# Color combo



## Luke0414 (Aug 30, 2017)

Have a 1970 gto. Vin came back as sandalwood interior(currently black), cardinal red lower color with parchment Cordova top. I was curious to see if anyone has ever seen one? My google search has came back empty. I can't find one anywhere. With that being said. Is there anyway to find how many with that color combo were produced? My sequence number on the vin is #487 from the Baltimore plant. 4 week of august. Any help is appreciated!!


----------



## Pinion head (Jan 3, 2015)

Welcome to the forum. Fairly rare color combo, have ran across the same color combo on a few '70 LeMans Sports & one '70 GTO hardtop. No avenue to document how many made.
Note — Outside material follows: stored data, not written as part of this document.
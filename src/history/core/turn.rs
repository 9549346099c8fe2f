//! Turn model for conversation logs.

use chrono::{DateTime, Utc};
use serde::{Deserialize, Serialize};
use std::fmt;
use std::str::FromStr;

/// Role of a turn.
#[derive(Clone, Copy, Debug, Eq, PartialEq, Hash, Serialize, Deserialize)]
#[serde(rename_all = "snake_case")]
pub enum TurnRole {
    /// Pinned system directive.
    System,
    /// User input.
    User,
    /// Assistant response.
    Assistant,
}

impl TurnRole {
    /// Stable string form for storage and the completion API.
    #[must_use]
    pub const fn as_str(self) -> &'static str {
        match self {
            Self::System => "system",
            Self::User => "user",
            Self::Assistant => "assistant",
        }
    }

    /// Whether this role is part of the conversation proper.
    #[must_use]
    pub const fn is_conversation(self) -> bool {
        !matches!(self, Self::System)
    }
}

impl fmt::Display for TurnRole {
    fn fmt(&self, f: &mut fmt::Formatter<'_>) -> fmt::Result {
        write!(f, "{}", self.as_str())
    }
}

impl FromStr for TurnRole {
    type Err = String;

    fn from_str(value: &str) -> Result<Self, Self::Err> {
        match value {
            "system" => Ok(Self::System),
            "user" => Ok(Self::User),
            "assistant" => Ok(Self::Assistant),
            _ => Err(value.to_string()),
        }
    }
}

/// One message in a conversation log.
///
/// Ordering is positional; `created_at` is advisory metadata only.
#[derive(Clone, Debug, Eq, PartialEq, Serialize, Deserialize)]
pub struct Turn {
    /// Role of the turn.
    pub role: TurnRole,
    /// Message text.
    pub content: String,
    /// When the turn was appended.
    #[serde(rename = "timestamp", default = "Utc::now")]
    pub created_at: DateTime<Utc>,
}

impl Turn {
    /// Build a turn stamped with the current time.
    #[must_use]
    pub fn new(role: TurnRole, content: impl Into<String>) -> Self {
        Self {
            role,
            content: content.into(),
            created_at: Utc::now(),
        }
    }

    /// Build the system turn holding `directive`.
    #[must_use]
    pub fn system(directive: impl Into<String>) -> Self {
        Self::new(TurnRole::System, directive)
    }

    /// Project to the timestamp-free form sent to the completion provider.
    #[must_use]
    pub fn to_message(&self) -> WindowMessage {
        WindowMessage {
            role: self.role,
            content: self.content.clone(),
        }
    }
}

/// A `{role, content}` pair as submitted for inference.
#[derive(Clone, Debug, Eq, PartialEq, Serialize, Deserialize)]
pub struct WindowMessage {
    /// Role of the message.
    pub role: TurnRole,
    /// Message text.
    pub content: String,
}

#[cfg(test)]
mod tests {
    use super::*;

    #[test]
    fn test_role_round_trips_as_lowercase() {
        assert_eq!(TurnRole::from_str("assistant"), Ok(TurnRole::Assistant));
        assert_eq!(TurnRole::User.to_string(), "user");
        assert!(TurnRole::from_str("tool").is_err());
    }

    #[test]
    fn test_turn_serializes_timestamp_field() {
        let turn = Turn::new(TurnRole::User, "What is Puti?");
        let value = serde_json::to_value(&turn).unwrap_or_default();
        assert_eq!(value["role"], "user");
        assert!(value.get("timestamp").is_some());
        assert!(value.get("created_at").is_none());
    }

    #[test]
    fn test_window_message_has_no_timestamp() {
        let message = Turn::system("directive").to_message();
        let value = serde_json::to_value(&message).unwrap_or_default();
        assert_eq!(value["role"], "system");
        assert!(value.get("timestamp").is_none());
    }

    #[test]
    fn test_missing_timestamp_is_tolerated() {
        let turn: Result<Turn, _> =
            serde_json::from_str(r#"{"role":"assistant","content":"Mola is a small fish."}"#);
        assert!(turn.is_ok());
    }
}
White vinyl tops were fairly common on original red cars at least here in the South. Have seen sandalwood vinyl tops used more frequently with sandalwood interiors, but typically on Veduro green or Granada Gold '70's. Spent quite a few hours yesterday breaking down a cutoff '70 GTO 1/4, drilling out dozens of spot welds, donor car was a Granada gold/sandalwood interior 400 auto GTO.


----------



## Luke0414 (Aug 30, 2017)

Yea I seen a 71 lemans with the same color. I found one 70 gto with same colors on the internet last night lol. But that's the only one I see


----------